» What is needed: Scan the material below for lines with the word "directory". Reply with the count and no other words.
START Task material
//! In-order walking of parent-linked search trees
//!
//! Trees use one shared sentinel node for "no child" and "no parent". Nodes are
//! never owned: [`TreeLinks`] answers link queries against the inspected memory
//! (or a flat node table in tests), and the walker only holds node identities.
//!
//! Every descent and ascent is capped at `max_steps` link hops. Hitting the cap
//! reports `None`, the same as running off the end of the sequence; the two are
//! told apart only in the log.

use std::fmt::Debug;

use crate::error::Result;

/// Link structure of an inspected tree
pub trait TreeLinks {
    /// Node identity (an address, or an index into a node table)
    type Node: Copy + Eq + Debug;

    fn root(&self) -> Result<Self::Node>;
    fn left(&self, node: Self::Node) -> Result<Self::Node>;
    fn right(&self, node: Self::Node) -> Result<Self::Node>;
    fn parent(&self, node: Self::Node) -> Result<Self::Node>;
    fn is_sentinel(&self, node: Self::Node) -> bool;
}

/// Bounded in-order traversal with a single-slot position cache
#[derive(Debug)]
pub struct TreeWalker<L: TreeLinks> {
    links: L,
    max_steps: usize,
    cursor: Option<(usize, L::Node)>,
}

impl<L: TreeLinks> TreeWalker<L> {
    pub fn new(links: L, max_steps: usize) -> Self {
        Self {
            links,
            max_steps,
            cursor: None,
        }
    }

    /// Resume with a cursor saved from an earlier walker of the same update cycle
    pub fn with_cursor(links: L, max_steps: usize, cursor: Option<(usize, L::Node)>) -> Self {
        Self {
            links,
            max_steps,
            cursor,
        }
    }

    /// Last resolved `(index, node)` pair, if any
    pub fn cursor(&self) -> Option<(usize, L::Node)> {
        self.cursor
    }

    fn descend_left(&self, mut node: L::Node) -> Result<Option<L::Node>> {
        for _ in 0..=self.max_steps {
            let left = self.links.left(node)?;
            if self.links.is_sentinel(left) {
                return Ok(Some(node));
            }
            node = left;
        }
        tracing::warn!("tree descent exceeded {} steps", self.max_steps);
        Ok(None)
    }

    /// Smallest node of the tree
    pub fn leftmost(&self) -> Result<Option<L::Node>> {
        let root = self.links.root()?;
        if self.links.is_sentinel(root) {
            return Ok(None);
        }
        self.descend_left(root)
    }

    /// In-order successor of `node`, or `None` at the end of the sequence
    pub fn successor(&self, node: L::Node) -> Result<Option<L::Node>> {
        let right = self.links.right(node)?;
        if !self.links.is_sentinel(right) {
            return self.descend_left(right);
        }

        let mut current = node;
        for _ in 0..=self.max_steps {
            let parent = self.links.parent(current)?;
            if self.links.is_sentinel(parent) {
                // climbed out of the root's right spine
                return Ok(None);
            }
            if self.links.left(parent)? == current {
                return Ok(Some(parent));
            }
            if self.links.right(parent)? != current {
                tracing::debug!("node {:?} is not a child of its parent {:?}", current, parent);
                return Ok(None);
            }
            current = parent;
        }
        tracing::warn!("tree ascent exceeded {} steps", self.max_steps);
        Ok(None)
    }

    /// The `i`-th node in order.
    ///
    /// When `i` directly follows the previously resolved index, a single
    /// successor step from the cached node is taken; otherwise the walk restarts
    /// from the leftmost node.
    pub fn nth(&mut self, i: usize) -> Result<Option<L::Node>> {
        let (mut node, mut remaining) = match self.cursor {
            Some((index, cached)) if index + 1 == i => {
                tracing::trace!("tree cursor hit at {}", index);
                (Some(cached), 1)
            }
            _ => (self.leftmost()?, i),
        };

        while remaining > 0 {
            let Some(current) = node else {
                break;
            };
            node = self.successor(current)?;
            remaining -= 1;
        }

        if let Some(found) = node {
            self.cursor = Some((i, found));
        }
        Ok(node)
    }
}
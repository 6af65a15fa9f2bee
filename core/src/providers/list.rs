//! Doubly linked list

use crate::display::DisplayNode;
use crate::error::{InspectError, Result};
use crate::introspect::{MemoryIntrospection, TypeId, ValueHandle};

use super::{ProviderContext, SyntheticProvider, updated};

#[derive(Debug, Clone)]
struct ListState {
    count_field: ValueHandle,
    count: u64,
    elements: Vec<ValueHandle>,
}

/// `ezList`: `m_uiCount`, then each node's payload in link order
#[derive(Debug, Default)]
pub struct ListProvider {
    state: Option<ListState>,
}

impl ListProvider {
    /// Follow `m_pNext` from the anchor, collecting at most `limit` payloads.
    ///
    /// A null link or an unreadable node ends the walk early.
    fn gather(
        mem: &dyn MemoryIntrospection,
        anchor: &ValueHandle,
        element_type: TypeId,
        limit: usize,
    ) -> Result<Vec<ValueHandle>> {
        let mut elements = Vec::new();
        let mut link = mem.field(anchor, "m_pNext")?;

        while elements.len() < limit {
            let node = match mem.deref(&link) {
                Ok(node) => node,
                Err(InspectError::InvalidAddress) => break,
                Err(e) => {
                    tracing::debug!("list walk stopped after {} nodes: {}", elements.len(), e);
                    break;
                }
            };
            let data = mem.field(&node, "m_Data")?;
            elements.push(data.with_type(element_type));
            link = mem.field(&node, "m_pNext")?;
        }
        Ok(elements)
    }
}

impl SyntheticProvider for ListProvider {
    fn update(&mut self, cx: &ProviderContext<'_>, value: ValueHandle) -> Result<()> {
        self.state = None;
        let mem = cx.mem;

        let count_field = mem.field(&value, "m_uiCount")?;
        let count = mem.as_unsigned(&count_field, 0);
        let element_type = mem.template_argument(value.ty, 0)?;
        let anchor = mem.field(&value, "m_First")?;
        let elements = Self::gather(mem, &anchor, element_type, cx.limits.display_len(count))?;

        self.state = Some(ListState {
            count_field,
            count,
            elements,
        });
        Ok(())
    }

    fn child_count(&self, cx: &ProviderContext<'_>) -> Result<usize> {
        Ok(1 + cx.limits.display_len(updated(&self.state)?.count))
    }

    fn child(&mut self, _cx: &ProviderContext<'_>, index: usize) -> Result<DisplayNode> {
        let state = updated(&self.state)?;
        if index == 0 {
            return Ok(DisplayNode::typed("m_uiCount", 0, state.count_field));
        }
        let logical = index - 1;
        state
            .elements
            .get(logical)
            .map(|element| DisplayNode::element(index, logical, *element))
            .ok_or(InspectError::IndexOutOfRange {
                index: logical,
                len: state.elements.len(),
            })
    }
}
END Task material
START Task material
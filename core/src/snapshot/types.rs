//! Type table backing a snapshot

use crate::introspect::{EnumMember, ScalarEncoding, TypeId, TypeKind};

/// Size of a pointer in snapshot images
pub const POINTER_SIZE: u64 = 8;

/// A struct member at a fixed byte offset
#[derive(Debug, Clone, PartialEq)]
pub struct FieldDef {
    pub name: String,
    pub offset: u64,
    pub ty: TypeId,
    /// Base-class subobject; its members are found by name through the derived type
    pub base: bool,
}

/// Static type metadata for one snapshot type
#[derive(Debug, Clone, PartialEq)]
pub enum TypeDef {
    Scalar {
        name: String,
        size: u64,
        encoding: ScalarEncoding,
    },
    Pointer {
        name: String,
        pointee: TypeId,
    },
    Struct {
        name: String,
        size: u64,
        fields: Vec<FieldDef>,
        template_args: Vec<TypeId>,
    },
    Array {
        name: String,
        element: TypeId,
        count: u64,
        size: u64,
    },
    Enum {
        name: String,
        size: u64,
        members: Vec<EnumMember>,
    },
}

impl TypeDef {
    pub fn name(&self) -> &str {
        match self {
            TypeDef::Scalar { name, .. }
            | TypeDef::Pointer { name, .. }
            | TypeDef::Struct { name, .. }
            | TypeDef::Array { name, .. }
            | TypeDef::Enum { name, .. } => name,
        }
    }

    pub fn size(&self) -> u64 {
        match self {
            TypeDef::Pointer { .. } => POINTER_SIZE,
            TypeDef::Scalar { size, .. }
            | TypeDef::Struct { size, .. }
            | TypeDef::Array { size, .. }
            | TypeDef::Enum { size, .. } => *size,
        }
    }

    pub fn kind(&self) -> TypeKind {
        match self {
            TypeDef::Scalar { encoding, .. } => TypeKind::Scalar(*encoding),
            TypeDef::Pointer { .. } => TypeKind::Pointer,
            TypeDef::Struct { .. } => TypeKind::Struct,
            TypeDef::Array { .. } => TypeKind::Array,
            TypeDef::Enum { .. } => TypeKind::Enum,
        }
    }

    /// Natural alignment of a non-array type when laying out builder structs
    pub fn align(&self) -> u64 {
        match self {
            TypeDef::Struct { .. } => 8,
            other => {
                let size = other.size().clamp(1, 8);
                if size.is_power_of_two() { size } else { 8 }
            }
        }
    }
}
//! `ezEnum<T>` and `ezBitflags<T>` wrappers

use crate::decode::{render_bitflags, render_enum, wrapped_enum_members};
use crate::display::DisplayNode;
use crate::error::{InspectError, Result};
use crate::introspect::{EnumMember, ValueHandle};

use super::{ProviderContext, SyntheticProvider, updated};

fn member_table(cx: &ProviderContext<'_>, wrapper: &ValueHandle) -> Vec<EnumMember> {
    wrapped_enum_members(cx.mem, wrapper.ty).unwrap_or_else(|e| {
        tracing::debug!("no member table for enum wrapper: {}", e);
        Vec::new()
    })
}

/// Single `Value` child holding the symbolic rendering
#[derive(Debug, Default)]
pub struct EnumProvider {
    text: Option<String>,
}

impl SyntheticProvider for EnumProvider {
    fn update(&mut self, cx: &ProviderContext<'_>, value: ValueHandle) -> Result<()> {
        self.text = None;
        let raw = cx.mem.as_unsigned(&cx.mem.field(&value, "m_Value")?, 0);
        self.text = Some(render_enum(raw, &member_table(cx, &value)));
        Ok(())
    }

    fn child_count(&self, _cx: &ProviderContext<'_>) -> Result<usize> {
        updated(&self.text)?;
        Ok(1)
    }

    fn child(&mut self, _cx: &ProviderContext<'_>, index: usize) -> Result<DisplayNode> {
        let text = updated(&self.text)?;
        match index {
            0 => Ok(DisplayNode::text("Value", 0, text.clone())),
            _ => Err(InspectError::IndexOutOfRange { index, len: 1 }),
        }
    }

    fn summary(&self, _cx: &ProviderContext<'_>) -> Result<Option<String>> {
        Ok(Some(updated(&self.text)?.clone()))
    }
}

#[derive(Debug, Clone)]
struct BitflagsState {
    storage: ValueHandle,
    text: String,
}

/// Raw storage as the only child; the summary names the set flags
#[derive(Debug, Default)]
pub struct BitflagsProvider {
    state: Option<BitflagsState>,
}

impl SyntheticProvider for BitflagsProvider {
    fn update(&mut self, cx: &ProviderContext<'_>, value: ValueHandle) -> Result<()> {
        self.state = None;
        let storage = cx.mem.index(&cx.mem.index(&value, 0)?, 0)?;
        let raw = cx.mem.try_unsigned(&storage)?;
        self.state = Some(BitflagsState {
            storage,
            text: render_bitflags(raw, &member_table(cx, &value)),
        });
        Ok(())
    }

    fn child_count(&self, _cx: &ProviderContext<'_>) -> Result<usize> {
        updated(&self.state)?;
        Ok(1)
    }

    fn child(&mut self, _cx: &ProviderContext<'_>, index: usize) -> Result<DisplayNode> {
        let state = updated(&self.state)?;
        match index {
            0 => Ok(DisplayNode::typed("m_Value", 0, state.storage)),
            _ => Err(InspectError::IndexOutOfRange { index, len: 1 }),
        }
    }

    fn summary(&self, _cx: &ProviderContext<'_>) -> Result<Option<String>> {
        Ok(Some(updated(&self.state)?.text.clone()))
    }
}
END Task material
START Task material
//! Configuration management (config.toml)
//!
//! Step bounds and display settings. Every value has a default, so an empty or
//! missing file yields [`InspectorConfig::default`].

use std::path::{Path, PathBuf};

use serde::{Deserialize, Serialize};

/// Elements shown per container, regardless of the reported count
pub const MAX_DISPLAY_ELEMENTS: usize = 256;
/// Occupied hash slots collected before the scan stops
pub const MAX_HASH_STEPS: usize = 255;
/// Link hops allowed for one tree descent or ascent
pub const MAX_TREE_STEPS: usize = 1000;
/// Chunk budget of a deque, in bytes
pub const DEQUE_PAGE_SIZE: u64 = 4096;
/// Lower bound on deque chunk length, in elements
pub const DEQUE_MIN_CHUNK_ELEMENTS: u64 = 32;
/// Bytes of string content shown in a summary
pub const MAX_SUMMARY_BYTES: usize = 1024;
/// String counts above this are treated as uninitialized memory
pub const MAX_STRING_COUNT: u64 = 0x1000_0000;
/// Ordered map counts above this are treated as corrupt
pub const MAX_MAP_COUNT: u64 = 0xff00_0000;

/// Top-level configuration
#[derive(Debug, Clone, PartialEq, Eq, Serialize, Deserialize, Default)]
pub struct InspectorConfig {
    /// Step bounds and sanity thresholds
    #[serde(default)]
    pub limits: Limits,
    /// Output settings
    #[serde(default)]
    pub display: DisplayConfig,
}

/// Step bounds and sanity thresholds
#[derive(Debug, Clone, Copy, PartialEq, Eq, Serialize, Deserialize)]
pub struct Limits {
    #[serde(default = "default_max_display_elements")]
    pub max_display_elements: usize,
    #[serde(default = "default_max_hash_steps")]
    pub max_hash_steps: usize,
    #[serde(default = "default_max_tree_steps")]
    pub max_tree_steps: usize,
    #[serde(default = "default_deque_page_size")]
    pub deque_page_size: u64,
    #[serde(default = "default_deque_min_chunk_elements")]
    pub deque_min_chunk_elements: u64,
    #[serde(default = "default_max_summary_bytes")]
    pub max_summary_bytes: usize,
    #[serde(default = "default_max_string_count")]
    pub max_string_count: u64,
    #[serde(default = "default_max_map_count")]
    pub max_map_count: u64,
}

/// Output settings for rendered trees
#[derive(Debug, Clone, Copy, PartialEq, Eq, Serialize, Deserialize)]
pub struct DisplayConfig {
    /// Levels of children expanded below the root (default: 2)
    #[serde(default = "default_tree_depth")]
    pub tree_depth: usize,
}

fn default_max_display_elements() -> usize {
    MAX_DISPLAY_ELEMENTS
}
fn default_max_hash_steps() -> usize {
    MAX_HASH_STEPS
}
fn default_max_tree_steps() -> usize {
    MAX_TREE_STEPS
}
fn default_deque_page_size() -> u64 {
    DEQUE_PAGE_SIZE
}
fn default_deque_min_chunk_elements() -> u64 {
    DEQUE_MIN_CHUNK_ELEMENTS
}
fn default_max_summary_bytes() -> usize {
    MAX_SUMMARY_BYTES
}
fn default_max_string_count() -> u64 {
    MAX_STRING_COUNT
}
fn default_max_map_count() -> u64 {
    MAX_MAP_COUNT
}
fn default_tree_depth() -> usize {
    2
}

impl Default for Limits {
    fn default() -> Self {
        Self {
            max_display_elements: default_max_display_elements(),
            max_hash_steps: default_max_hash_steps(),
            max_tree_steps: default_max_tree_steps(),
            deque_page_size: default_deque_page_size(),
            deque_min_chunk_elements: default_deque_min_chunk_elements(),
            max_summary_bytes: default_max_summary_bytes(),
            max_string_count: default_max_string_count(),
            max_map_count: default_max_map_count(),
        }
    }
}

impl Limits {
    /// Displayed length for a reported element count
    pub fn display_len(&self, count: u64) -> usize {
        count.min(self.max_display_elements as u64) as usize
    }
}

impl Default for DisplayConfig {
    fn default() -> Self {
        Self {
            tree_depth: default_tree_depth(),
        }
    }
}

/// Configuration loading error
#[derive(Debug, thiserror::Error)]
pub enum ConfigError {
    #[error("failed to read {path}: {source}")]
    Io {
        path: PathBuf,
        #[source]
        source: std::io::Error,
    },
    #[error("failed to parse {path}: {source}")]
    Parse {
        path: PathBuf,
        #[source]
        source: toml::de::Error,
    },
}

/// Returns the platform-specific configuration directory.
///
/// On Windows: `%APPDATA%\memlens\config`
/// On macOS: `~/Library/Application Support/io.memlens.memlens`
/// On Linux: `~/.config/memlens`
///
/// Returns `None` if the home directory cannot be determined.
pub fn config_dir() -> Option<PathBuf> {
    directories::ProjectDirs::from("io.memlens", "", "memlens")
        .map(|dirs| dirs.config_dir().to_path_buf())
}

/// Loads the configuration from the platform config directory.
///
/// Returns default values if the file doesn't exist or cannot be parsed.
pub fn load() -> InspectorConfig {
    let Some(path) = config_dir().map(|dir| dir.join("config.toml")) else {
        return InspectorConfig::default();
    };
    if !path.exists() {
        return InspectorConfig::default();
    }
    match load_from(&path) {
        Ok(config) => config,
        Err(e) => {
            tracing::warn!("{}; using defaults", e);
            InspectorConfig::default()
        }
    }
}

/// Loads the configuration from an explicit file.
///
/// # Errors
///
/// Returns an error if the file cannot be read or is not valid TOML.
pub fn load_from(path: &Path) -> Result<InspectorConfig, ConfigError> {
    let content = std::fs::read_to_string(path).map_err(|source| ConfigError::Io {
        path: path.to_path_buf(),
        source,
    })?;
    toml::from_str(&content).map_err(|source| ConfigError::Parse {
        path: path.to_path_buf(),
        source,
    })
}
END Task material
» Reply to the exercise: 3